Discussion in 'Eastern Religions and Philosophies' started by Chronicles, Jan 27, 2004.

  1. Susma Rio Sep

    Susma Rio Sep New Member

    Joined:
    Nov 1, 2003
    Messages:
    828
    Likes Received:
    1
    Burning and bombing oneself for religion

    Do you observe, Zenmonk, that Muslim suicide bombers might do a better job of protest if they were to burn themselves than self-bombing. Burning oneself is slow agony compared to blowing up oneself. No, I am not encouraging either.

    People who want to make statements should use their imagination to think up other ways and means to do so, without such macabre acts, and certainly without injury and death to others. But I will take my hat off to burning monks in terms of the quality of their guts and the extreme standard of their dedication.

    Are you aware that Buddhist monks resorted to this fiery drama to demonstrate their objections against the dominancy of the newer religious faction in the block, the Vietnamese Catholic clergy. Top echelons in the South Vietnamese government then were Catholic, and the archbishop of Saigon was the brother of then President Diem.

    Susma Rio Sep
     
  2. zenmonk_genryu

    zenmonk_genryu New Member

    Joined:
    Jan 15, 2004
    Messages:
    26
    Likes Received:
    0


    They were protesting the US backed governments support for a regime that tortured, imprisoned and supressed Buddhists in South Vietnam, and to draw the attention of the world to the war there, not because of any other religion.
     
  3. Vajradhara

    Vajradhara One of Many

    Joined:
    Jul 10, 2003
    Messages:
    3,786
    Likes Received:
    43
    Namaste su,

    sorry, my friend, i shall not restrain any being that tries to put into practice their religious ideals :)

    in point of fact, i actively encourage anyone that is engaged in a valid moral and ethical practice.

    blowing things up and killing babies may be something that is unique to the Semetic faiths.. i really can't say... what i can say, however, is that those practices are not endorsed by the mainstream adherents of these traditions.

    one can always find exceptions to such things, though, can't they?

    though i must confess that i'm at a loss to see how this is related to the OP.
     
  4. Pathless

    Pathless Fiercely Interdependent

    Joined:
    Feb 4, 2004
    Messages:
    2,526
    Likes Received:
    0
    I agree with Vajradhara when he says that this thread has veered from its original intention. Let's take a look back at the original posting.

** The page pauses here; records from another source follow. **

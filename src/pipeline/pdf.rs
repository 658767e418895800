//! PDF text extraction via pdfium, with a pure-Rust pdf-extract fallback.
//!
//! ## Engines
//!
//! * **pdfium** (`pdfium-render`) exposes every glyph with its position, font
//!   size and font name. Glyphs are grouped into [`TextLine`]s so the layout
//!   stage can infer headings from font sizes.
//! * **pdf-extract** needs no native library. Its glyphs carry a text matrix
//!   and font size but no font name, so headings are inferred the same way
//!   while bold runs are not detected.
//!
//! With [`PdfEngine::Auto`] pdfium is tried first and pdf-extract is used only
//! when the pdfium library cannot be bound. A PDF that pdfium rejects is
//! reported as-is; the fallback would fail on it too.
//!
//! ## Binding
//!
//! pdfium is loaded from `PDFIUM_LIB_PATH` when set, otherwise from the
//! working directory, otherwise from the system library path.

use crate::config::{ConversionConfig, PdfEngine};
use crate::error::DocMdError;
use crate::output::{DocumentFormat, DocumentMetadata};
use crate::pipeline::input::validate_pdf;
use crate::pipeline::layout::{PageText, TextLine};
use pdf_extract::encryption::DecryptionError;
use pdf_extract::{
    decode_text_string, output_doc_page, Document, Error as LopdfError, MediaBox, OutputDev,
    OutputError, Transform,
};
use pdfium_render::prelude::*;
use std::collections::BTreeMap;
use std::panic::{catch_unwind, AssertUnwindSafe};
use std::path::PathBuf;
use tracing::{debug, info, warn};

/// Text pulled out of a PDF, before layout inference.
#[derive(Debug, Clone)]
pub struct ExtractedPdf {
    /// Selected pages in document order.
    pub pages: Vec<PageText>,
    pub metadata: DocumentMetadata,
    /// Engine that actually produced `pages`.
    pub engine: PdfEngine,
}

/// Extract the pages selected by `config` from PDF `bytes`.
pub fn extract_pdf(bytes: &[u8], config: &ConversionConfig) -> Result<ExtractedPdf, DocMdError> {
    validate_pdf(bytes)?;

    match config.pdf_engine {
        PdfEngine::Pdfium => extract_with_pdfium(&bind_pdfium()?, bytes, config),
        PdfEngine::PdfExtract => extract_with_pdf_extract(bytes, config),
        PdfEngine::Auto => match bind_pdfium() {
            Ok(pdfium) => extract_with_pdfium(&pdfium, bytes, config),
            Err(e) => {
                warn!("pdfium unavailable, falling back to pdf-extract: {}", e);
                extract_with_pdf_extract(bytes, config)
            }
        },
    }
}

/// Read document metadata without extracting page text.
pub fn pdf_metadata(bytes: &[u8], password: Option<&str>) -> Result<DocumentMetadata, DocMdError> {
    validate_pdf(bytes)?;
    match bind_pdfium() {
        Ok(pdfium) => {
            let document = load_document(&pdfium, bytes, password)?;
            Ok(document_metadata(&document))
        }
        Err(e) => {
            warn!("pdfium unavailable, reading metadata with lopdf: {}", e);
            guarded(|| load_lopdf(bytes, password).map(|doc| lopdf_metadata(&doc)))
        }
    }
}

/// Bind to a pdfium shared library.
pub fn bind_pdfium() -> Result<Pdfium, DocMdError> {
    if let Ok(path) = std::env::var("PDFIUM_LIB_PATH") {
        let path = PathBuf::from(path);
        return Pdfium::bind_to_library(&path)
            .map(Pdfium::new)
            .map_err(|e| DocMdError::PdfiumBindingFailed(format!("{}: {:?}", path.display(), e)));
    }

    Pdfium::bind_to_library(Pdfium::pdfium_platform_library_name_at_path("./"))
        .or_else(|_| Pdfium::bind_to_system_library())
        .map(Pdfium::new)
        .map_err(|e| DocMdError::PdfiumBindingFailed(format!("{:?}", e)))
}

// ── pdfium engine ────────────────────────────────────────────────────────────

fn load_document<'a>(
    pdfium: &'a Pdfium,
    bytes: &'a [u8],
    password: Option<&'a str>,
) -> Result<PdfDocument<'a>, DocMdError> {
    pdfium.load_pdf_from_byte_slice(bytes, password).map_err(|e| {
        let err_str = format!("{:?}", e);
        if err_str.contains("Password") || err_str.contains("password") {
            if password.is_some() {
                DocMdError::WrongPassword
            } else {
                DocMdError::PasswordRequired
            }
        } else {
            DocMdError::CorruptPdf { detail: err_str }
        }
    })
}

    Samabudhi responded with the implication that the Dali Lama is a Bodhisattva:

    I agree with this, although Vajradhara disputes it on a technicality:

    I don't think I am as learned of a Buddhist scholar as Vajradhara, and I have to admit that I get turned around and lost with this whole idea of "Bodhisattva" and "Buddha." I do agree with the general sentiment of Samabudhi's post. To me, what he is saying is that it is one thing to sit and meditate and seek enlightenment, but there is more to the process than just that. After a person becomes "enlightened," the natural thing for them to do is to seek to guide others along a spiritual path; they want to share their salvation with the world. Indeed, this is an inevitable step in spiritual progress. If someone reaches samadhi and feels "enlightened," it doesn't end there. They have to go on developing themselves, and part of how that is done is by guiding others, which is the Bodhisattva path. I'm not sure, but I think "Bodhisattva" is part of the journey to "Buddhahood." It gets a little sticky, to my mind. After all, if "Buddha" means enlightened one, and "Bodhisattva" is one who guides others along to enlightenment, and therefore must be enlightened him- or herself, then does it not logically follow that a "Bodhisattva" is a "Buddha?" Perhaps Vajradhara can clear this up.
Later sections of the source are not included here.